═══ Material to process ═══

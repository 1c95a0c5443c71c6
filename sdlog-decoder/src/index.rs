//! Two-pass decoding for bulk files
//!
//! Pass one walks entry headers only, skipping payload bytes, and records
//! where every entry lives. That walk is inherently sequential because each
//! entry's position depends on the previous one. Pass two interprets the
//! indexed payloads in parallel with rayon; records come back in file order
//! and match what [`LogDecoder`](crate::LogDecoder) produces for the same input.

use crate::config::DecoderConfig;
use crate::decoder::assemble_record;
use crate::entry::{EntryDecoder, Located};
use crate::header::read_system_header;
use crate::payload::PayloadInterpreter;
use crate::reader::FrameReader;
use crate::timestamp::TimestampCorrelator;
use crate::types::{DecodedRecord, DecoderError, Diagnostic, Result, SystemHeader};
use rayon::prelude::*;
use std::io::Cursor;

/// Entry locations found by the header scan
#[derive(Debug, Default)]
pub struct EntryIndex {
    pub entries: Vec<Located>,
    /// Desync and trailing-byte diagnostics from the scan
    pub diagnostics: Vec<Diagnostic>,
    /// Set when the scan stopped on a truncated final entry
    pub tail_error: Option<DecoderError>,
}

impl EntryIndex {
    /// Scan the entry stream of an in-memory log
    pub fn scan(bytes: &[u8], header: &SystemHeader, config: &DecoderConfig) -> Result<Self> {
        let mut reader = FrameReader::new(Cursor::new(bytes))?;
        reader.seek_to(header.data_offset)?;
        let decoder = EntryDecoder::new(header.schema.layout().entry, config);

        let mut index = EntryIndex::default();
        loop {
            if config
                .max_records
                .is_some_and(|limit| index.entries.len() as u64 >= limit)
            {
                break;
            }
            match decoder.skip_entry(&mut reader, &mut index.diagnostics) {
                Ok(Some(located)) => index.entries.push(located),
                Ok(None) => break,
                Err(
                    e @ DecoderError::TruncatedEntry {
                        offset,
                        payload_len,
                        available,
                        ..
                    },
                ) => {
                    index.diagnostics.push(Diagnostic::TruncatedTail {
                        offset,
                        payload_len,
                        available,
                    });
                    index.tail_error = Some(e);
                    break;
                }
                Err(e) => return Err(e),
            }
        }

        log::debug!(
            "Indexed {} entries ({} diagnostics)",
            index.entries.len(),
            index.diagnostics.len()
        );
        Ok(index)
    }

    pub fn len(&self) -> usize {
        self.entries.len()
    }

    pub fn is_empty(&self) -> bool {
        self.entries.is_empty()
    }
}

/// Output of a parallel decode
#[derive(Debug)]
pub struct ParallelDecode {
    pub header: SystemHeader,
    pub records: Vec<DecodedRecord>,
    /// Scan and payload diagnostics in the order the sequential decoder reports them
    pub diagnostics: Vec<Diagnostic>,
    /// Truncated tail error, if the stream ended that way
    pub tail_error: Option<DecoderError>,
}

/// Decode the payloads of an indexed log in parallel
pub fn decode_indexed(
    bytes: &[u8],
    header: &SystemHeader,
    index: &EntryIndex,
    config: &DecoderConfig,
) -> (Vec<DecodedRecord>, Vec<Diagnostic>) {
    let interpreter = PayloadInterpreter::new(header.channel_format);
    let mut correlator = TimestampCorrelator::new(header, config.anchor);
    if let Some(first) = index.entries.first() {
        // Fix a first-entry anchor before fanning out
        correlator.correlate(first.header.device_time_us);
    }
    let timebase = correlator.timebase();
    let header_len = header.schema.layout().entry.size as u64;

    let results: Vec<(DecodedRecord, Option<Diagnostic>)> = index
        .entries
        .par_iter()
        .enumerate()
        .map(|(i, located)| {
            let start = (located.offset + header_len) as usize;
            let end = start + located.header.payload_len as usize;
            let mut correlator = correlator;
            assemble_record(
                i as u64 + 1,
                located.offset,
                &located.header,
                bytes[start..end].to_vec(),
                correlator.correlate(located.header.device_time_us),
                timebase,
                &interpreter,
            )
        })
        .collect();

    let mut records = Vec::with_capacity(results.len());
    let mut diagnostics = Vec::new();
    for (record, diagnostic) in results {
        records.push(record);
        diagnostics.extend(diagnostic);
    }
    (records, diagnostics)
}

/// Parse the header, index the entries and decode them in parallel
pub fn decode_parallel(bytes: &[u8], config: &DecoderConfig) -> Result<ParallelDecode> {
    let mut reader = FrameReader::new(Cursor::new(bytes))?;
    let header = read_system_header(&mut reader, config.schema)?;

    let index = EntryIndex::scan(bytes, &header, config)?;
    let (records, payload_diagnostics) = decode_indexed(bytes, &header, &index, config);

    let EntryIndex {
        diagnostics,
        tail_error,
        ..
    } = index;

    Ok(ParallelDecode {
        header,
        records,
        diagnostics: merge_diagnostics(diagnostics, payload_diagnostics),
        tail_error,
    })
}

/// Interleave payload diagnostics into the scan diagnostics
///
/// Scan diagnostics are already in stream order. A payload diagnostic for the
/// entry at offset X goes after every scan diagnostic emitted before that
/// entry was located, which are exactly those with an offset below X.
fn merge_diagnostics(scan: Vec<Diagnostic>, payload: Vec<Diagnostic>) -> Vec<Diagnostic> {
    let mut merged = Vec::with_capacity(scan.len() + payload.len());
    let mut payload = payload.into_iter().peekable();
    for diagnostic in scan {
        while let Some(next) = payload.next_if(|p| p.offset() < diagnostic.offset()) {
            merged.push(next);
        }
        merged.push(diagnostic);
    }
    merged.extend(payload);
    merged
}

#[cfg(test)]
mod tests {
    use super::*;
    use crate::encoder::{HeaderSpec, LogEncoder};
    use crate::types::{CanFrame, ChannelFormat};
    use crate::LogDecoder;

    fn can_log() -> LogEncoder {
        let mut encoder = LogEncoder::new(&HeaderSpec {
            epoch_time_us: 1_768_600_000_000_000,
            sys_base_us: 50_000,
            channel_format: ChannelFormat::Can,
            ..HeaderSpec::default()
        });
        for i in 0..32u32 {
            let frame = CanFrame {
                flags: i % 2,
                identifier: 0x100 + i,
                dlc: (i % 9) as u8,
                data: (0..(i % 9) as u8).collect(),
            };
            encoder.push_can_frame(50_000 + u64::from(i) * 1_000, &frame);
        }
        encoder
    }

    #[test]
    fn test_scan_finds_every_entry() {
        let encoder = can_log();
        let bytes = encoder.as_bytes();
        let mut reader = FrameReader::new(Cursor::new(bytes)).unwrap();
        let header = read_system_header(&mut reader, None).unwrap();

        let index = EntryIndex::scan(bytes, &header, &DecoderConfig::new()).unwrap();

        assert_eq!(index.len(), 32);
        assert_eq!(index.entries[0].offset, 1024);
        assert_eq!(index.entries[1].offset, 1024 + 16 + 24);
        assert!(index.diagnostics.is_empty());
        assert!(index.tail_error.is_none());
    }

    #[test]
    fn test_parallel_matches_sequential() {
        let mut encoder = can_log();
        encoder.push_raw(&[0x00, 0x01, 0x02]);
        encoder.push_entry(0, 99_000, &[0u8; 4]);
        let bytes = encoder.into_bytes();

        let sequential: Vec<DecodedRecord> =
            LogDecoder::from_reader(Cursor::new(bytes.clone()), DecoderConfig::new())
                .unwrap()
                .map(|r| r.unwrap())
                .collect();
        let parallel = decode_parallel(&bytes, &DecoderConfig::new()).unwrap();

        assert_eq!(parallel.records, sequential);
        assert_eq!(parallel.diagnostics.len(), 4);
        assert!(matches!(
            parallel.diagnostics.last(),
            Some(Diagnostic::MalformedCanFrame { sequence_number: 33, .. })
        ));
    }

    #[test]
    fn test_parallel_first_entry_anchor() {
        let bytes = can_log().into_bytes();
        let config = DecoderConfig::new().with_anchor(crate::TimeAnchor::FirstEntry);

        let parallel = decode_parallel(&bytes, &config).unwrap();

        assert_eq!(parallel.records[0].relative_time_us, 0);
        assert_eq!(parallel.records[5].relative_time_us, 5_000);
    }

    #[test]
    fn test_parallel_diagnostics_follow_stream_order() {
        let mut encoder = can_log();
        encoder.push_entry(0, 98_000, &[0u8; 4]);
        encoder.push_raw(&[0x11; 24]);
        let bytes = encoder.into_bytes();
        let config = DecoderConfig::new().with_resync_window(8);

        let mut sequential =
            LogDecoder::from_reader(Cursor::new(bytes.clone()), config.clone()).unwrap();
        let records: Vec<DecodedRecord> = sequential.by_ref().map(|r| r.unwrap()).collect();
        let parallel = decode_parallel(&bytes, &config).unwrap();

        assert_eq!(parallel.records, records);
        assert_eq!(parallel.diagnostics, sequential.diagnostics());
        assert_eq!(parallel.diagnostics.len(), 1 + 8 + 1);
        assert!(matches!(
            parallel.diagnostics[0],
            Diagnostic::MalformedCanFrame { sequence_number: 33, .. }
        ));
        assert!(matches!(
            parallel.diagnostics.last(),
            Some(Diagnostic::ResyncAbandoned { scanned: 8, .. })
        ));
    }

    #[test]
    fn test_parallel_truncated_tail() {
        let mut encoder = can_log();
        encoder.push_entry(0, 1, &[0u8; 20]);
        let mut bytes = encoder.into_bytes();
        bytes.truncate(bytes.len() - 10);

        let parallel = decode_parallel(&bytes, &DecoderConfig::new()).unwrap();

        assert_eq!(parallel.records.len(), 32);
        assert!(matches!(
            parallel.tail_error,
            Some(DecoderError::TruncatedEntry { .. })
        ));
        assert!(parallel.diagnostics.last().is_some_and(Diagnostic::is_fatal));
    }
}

═══
═══ Material to process ═══

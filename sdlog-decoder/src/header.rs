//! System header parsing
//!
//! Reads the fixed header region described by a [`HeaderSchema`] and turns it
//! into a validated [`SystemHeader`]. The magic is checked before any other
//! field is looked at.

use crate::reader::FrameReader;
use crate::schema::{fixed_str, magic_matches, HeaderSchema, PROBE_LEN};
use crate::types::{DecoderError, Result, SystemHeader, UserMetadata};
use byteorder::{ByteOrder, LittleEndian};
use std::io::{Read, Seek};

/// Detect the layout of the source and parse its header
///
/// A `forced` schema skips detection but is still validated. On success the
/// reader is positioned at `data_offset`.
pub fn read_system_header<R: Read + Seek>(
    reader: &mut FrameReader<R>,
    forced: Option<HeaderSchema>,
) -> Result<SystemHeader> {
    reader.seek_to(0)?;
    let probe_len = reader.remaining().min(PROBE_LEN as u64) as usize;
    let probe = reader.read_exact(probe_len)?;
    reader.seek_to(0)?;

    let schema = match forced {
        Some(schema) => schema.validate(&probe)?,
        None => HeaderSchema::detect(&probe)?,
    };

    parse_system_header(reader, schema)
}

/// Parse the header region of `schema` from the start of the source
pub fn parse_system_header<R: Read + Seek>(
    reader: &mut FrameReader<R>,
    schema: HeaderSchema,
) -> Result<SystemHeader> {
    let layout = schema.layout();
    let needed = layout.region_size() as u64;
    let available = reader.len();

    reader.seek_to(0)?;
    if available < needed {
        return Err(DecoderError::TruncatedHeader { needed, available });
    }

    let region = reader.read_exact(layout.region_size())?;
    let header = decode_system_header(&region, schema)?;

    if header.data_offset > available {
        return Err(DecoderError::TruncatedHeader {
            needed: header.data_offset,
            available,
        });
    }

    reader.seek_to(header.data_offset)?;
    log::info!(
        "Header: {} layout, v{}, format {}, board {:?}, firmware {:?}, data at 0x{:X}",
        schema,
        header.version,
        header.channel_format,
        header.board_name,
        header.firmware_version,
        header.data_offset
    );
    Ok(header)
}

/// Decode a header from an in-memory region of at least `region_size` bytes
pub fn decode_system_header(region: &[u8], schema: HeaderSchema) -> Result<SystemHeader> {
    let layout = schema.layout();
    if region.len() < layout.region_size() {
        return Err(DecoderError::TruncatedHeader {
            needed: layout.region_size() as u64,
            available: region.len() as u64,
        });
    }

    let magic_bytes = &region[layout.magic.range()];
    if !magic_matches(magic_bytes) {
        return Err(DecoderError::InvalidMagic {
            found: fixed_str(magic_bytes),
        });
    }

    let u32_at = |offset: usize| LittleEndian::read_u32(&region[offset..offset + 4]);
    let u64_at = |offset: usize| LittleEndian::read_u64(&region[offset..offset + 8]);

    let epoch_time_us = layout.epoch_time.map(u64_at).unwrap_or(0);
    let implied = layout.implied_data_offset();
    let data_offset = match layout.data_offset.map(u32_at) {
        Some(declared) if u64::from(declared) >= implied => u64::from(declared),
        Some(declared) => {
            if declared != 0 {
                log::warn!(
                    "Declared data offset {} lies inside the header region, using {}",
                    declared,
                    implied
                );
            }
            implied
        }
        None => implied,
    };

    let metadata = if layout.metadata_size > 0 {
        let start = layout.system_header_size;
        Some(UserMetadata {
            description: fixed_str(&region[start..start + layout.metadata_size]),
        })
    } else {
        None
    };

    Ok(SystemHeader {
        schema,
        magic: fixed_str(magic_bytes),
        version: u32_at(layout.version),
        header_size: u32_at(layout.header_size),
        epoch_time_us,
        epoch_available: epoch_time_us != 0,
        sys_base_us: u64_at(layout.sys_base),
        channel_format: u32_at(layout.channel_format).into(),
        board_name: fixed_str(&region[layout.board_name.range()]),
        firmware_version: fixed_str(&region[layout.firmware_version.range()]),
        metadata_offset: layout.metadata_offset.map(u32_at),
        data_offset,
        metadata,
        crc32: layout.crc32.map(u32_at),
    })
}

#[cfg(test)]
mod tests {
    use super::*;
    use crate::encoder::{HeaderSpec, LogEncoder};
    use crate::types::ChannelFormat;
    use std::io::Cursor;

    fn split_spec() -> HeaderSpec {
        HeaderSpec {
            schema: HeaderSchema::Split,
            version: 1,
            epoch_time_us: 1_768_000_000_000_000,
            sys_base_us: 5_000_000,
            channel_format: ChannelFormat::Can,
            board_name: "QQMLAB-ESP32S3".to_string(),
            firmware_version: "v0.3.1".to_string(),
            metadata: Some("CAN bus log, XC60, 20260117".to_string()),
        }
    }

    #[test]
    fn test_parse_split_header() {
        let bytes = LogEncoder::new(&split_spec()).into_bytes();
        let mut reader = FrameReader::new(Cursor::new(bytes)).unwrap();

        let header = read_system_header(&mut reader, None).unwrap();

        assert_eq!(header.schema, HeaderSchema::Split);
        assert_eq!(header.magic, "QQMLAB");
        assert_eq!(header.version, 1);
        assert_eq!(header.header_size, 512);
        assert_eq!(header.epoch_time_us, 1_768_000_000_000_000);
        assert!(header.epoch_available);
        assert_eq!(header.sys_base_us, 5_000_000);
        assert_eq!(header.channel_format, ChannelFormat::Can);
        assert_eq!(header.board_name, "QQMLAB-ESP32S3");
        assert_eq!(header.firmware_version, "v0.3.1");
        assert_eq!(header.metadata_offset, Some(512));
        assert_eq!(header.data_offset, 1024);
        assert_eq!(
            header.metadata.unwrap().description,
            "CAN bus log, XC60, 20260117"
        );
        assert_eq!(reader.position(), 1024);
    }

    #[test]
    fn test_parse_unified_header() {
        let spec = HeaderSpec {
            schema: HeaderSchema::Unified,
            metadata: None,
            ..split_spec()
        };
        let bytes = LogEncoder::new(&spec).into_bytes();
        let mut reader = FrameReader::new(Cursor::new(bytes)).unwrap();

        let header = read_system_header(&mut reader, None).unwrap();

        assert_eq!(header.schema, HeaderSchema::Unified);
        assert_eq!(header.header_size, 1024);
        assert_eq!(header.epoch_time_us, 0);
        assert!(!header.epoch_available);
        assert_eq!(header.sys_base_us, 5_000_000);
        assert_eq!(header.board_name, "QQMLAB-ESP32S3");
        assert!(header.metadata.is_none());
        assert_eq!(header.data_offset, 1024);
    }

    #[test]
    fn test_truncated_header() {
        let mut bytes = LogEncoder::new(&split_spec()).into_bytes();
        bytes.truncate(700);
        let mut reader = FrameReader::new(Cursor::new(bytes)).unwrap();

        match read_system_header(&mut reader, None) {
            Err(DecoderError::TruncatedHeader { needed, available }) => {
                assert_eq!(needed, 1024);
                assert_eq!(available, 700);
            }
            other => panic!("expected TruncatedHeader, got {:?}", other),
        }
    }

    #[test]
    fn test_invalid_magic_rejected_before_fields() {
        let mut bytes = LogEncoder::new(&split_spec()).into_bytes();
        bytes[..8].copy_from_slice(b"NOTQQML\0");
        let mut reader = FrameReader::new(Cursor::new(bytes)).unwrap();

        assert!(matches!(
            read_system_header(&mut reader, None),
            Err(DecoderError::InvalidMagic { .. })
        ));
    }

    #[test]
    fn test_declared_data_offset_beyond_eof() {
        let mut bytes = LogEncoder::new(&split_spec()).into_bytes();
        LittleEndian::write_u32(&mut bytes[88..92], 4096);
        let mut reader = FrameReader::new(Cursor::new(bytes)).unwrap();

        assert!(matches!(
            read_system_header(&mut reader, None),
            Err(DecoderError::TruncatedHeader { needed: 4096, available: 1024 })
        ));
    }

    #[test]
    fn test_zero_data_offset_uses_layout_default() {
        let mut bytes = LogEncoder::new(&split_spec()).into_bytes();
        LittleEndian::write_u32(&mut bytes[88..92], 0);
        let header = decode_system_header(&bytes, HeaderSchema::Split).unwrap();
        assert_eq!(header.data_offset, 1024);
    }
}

═══
═══ Material to process ═══

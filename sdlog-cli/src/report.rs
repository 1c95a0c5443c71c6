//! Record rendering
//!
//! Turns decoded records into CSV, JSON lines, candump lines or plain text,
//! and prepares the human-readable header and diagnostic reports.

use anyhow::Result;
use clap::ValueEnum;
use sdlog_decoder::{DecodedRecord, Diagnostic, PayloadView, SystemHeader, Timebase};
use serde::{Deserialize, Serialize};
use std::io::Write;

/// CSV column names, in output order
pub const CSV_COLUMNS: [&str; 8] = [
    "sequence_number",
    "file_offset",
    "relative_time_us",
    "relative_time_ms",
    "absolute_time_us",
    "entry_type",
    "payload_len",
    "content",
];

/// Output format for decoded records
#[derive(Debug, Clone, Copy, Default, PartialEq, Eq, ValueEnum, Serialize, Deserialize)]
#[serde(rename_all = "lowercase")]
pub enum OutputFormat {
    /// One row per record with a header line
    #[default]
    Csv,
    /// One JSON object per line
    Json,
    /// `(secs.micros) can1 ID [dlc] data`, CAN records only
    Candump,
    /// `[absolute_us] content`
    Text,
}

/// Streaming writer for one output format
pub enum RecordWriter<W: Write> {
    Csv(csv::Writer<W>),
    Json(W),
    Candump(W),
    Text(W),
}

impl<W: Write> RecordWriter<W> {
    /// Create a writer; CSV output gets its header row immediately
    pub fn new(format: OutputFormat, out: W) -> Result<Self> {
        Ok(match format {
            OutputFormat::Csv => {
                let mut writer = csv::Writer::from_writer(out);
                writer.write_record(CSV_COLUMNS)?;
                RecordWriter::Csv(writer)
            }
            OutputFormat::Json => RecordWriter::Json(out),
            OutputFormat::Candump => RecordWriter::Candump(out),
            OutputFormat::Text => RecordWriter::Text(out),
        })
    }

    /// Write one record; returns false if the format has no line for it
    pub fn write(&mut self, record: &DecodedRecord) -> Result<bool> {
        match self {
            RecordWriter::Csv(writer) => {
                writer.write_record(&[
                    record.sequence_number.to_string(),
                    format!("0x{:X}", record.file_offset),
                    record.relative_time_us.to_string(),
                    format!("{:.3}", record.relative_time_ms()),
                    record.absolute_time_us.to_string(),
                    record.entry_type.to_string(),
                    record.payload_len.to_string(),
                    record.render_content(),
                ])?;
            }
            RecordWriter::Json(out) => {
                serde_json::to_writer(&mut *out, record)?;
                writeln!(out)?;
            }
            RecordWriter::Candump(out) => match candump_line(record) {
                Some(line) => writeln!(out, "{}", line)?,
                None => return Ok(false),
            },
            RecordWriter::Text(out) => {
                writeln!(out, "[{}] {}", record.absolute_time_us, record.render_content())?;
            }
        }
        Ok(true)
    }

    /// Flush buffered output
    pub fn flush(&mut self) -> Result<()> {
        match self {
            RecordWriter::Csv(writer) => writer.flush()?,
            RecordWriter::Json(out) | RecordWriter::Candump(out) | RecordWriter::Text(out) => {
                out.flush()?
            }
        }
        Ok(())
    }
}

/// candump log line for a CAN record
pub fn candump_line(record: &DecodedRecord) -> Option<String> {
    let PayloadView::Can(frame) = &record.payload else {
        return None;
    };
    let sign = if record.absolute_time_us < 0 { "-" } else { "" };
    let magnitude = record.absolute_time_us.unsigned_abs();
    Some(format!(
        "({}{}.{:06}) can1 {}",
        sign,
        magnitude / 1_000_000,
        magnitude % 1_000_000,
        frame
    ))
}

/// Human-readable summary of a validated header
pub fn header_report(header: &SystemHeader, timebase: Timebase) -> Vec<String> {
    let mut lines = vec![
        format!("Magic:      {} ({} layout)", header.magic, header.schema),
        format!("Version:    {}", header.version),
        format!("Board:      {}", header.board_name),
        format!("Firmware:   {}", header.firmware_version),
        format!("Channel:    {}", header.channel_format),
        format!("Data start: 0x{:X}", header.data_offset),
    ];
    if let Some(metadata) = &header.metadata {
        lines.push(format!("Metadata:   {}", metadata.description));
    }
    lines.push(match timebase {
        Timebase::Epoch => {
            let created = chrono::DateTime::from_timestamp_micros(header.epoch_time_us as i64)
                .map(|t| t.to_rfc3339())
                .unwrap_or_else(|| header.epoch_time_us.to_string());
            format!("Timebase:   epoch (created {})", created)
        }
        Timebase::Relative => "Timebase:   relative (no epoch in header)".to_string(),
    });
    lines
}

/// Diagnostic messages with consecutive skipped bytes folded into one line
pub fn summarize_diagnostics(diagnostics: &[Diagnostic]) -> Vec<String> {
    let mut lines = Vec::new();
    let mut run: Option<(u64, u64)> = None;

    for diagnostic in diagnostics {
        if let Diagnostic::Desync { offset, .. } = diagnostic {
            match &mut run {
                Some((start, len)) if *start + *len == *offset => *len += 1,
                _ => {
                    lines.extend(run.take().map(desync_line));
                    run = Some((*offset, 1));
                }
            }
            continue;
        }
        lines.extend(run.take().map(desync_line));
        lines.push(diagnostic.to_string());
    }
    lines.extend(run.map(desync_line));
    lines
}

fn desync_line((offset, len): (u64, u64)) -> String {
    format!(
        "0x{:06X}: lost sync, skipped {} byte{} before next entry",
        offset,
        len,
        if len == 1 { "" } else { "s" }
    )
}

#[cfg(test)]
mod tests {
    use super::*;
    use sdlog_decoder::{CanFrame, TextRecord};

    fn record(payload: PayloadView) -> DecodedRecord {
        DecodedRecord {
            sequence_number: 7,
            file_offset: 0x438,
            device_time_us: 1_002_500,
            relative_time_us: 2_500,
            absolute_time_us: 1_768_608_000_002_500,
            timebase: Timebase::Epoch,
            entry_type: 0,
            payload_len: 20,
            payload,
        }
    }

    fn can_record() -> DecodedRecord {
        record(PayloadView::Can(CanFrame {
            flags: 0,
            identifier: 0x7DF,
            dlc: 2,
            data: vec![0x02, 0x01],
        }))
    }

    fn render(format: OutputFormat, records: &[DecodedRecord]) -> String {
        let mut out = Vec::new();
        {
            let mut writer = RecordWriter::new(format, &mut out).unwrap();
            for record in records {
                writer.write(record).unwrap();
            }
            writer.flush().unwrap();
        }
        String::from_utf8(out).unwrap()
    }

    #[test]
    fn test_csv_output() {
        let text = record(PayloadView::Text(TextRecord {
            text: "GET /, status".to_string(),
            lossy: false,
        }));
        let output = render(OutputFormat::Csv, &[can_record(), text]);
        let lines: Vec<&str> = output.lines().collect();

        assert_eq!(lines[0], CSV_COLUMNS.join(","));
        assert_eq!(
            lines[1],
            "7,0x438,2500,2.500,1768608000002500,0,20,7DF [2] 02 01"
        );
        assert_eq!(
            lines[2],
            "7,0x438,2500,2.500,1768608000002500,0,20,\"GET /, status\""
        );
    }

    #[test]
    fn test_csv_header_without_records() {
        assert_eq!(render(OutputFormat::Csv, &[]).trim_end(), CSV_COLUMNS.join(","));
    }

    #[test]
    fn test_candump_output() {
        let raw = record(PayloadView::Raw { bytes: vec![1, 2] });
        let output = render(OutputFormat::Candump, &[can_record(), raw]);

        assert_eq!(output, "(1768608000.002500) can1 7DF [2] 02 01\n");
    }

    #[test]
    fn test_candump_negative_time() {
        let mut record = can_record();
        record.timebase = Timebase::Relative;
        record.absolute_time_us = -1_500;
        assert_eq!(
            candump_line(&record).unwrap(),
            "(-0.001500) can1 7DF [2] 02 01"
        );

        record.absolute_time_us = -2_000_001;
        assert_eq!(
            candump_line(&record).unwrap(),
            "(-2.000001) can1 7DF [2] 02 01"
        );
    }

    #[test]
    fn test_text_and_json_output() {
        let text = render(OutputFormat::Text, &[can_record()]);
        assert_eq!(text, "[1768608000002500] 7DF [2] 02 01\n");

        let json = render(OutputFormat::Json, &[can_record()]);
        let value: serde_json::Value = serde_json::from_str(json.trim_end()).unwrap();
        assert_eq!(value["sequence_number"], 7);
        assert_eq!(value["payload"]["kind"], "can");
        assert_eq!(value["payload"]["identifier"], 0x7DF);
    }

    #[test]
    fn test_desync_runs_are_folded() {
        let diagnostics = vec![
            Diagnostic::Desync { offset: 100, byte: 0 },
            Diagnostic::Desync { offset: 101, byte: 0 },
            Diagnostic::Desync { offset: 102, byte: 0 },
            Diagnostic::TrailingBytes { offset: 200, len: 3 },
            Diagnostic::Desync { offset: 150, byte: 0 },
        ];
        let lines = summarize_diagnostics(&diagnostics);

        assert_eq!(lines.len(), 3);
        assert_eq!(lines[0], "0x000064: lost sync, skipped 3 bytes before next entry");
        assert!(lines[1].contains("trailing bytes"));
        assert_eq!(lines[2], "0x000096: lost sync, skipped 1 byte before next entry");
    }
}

═══

# Exercise directions:
State how many lines above contain the string "join", with no other words.

# Final answer:
2